● What to do
Return, word for word, only the lines of the data below that lie between the line with "limits are applied." and the line with "cannot be read", those two lines included.

● Supplied records
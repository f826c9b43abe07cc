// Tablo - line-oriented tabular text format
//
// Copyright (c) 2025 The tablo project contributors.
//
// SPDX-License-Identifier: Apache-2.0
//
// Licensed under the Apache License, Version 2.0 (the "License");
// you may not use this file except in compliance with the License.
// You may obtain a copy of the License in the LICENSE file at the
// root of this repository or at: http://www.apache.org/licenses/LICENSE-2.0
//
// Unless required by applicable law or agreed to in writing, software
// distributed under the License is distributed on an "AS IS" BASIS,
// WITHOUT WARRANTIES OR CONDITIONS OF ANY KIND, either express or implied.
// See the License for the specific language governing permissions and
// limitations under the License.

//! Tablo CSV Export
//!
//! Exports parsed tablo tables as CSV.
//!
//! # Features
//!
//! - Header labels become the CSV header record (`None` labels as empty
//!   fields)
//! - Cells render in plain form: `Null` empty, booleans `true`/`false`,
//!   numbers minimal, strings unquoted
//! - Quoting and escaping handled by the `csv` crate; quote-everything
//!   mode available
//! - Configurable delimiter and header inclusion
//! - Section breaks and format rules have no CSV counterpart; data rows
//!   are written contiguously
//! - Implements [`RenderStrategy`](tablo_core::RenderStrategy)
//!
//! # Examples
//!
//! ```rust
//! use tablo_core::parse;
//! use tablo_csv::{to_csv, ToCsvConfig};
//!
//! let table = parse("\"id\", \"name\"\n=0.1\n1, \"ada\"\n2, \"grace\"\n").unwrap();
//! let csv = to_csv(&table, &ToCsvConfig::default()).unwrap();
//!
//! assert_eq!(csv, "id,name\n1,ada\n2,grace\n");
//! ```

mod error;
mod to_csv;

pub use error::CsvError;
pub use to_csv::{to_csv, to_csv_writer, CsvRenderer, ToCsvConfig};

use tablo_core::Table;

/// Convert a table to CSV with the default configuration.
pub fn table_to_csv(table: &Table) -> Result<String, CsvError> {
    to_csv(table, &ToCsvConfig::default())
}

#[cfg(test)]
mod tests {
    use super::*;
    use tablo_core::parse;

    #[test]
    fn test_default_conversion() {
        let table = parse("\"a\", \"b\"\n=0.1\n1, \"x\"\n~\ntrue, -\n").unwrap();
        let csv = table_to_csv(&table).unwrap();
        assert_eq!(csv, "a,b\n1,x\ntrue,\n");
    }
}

---

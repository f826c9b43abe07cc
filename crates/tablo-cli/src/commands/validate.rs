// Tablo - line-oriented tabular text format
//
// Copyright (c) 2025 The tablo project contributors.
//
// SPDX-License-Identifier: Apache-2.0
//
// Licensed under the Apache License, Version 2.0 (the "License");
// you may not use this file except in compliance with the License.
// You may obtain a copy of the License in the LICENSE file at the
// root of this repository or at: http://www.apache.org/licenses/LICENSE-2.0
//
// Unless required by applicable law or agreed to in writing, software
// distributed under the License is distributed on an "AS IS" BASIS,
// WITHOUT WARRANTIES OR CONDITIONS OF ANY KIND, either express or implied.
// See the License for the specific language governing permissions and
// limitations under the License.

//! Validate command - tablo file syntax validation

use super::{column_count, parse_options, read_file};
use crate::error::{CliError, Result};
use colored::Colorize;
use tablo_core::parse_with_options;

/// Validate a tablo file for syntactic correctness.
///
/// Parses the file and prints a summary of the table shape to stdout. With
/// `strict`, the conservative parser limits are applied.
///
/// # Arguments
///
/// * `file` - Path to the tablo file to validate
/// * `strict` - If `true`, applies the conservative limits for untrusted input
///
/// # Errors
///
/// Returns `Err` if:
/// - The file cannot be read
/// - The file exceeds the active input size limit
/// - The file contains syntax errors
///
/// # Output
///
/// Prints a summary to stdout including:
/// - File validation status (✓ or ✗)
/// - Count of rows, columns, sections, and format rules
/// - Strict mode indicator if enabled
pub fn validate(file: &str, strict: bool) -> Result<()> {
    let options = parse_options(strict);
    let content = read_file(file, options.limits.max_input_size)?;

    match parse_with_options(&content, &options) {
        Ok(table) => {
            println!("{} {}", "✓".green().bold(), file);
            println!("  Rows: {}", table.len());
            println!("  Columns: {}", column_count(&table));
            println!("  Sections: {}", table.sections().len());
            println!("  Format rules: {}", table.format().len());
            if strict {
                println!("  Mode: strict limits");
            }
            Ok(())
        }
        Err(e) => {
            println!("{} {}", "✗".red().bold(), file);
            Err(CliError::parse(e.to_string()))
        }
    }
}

● Solution to this problem
/// `strict`, the conservative parser limits are applied.
///
/// # Arguments
///
/// * `file` - Path to the tablo file to validate
/// * `strict` - If `true`, applies the conservative limits for untrusted input
///
/// # Errors
///
/// Returns `Err` if:
/// - The file cannot be read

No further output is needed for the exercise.